I'm also still quite cross (not an angry cross where I'm taking it out on anyone and anything). More a confused cross I guess that she's been taken from me when I still need my mum.
My dad died when I was little and I guess this adds to my frustration. I guess I wonder what kind of God takes a dad who has small children and then takes mum just as she'd got her wish of a grandchild ( DS was 3m old).
It still upsets me how it all happened and I sit wondering if she felt alone or if she knew I was there with her at the end. I sometimes can't get the image of her when I found her out of my head and panic that she was lying there feeling like we'd never find her.
I have managed to carry on with my life and have done well at uni ( for her) and been raising my son so it's not like it consumes me.

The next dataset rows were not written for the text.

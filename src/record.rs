use chrono::{DateTime, Utc};
use serde::{Deserialize, Deserializer, Serialize};

/// Name used for tag IDs that are missing from the name table.
pub const UNDEFINED_NAME: &str = "undefined";

/// A single log line observed on the platform's environment log stream.
#[derive(Debug, Clone, PartialEq, Serialize, Deserialize)]
#[serde(rename_all = "camelCase")]
pub struct LogRecord {
    #[serde(default, deserialize_with = "null_as_empty")]
    pub message: String,

    #[serde(default, deserialize_with = "null_as_empty")]
    pub severity: String,

    pub timestamp: DateTime<Utc>,

    #[serde(default, deserialize_with = "null_as_default")]
    pub attributes: Vec<Attribute>,

    #[serde(default, deserialize_with = "null_as_default")]
    pub tags: Tags,
}

#[derive(Debug, Clone, PartialEq, Serialize, Deserialize)]
pub struct Attribute {
    pub key: String,
    #[serde(default, deserialize_with = "null_as_empty")]
    pub value: String,
}

/// Identifiers attached to a record by the platform, plus the display names
/// filled in during enrichment.
#[derive(Debug, Clone, Default, PartialEq, Serialize, Deserialize)]
#[serde(rename_all = "camelCase")]
pub struct Tags {
    #[serde(default, deserialize_with = "null_as_empty")]
    pub project_id: String,
    #[serde(default, deserialize_with = "null_as_empty")]
    pub environment_id: String,
    #[serde(default, deserialize_with = "null_as_empty")]
    pub plugin_id: String,
    #[serde(default, deserialize_with = "null_as_empty")]
    pub service_id: String,
    #[serde(default, deserialize_with = "null_as_empty")]
    pub deployment_id: String,
    /// Empty for container-level records that have no running instance.
    #[serde(default, deserialize_with = "null_as_empty")]
    pub deployment_instance_id: String,
    #[serde(default, deserialize_with = "null_as_empty")]
    pub snapshot_id: String,

    #[serde(default, deserialize_with = "null_as_empty")]
    pub project_name: String,
    #[serde(default, deserialize_with = "null_as_empty")]
    pub environment_name: String,
    #[serde(default, deserialize_with = "null_as_empty")]
    pub service_name: String,
}

fn null_as_empty<'de, D>(deserializer: D) -> Result<String, D::Error>
where
    D: Deserializer<'de>,
{
    Ok(Option::<String>::deserialize(deserializer)?.unwrap_or_default())
}

fn null_as_default<'de, D, T>(deserializer: D) -> Result<T, D::Error>
where
    D: Deserializer<'de>,
    T: Deserialize<'de> + Default,
{
    Ok(Option::<T>::deserialize(deserializer)?.unwrap_or_default())
}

I was so young when my dad died that really I don't remember him and so wasn't really able to miss him so when mum died I think I just thought I'd handle it the same way and I just haven't. Realistically I know why I've handled it differently.
I don't even know what, if anything, I'm asking here and I know it's all a jumble. I feel like Id feel better if I had someone to talk about mum to but I've no one to do that with.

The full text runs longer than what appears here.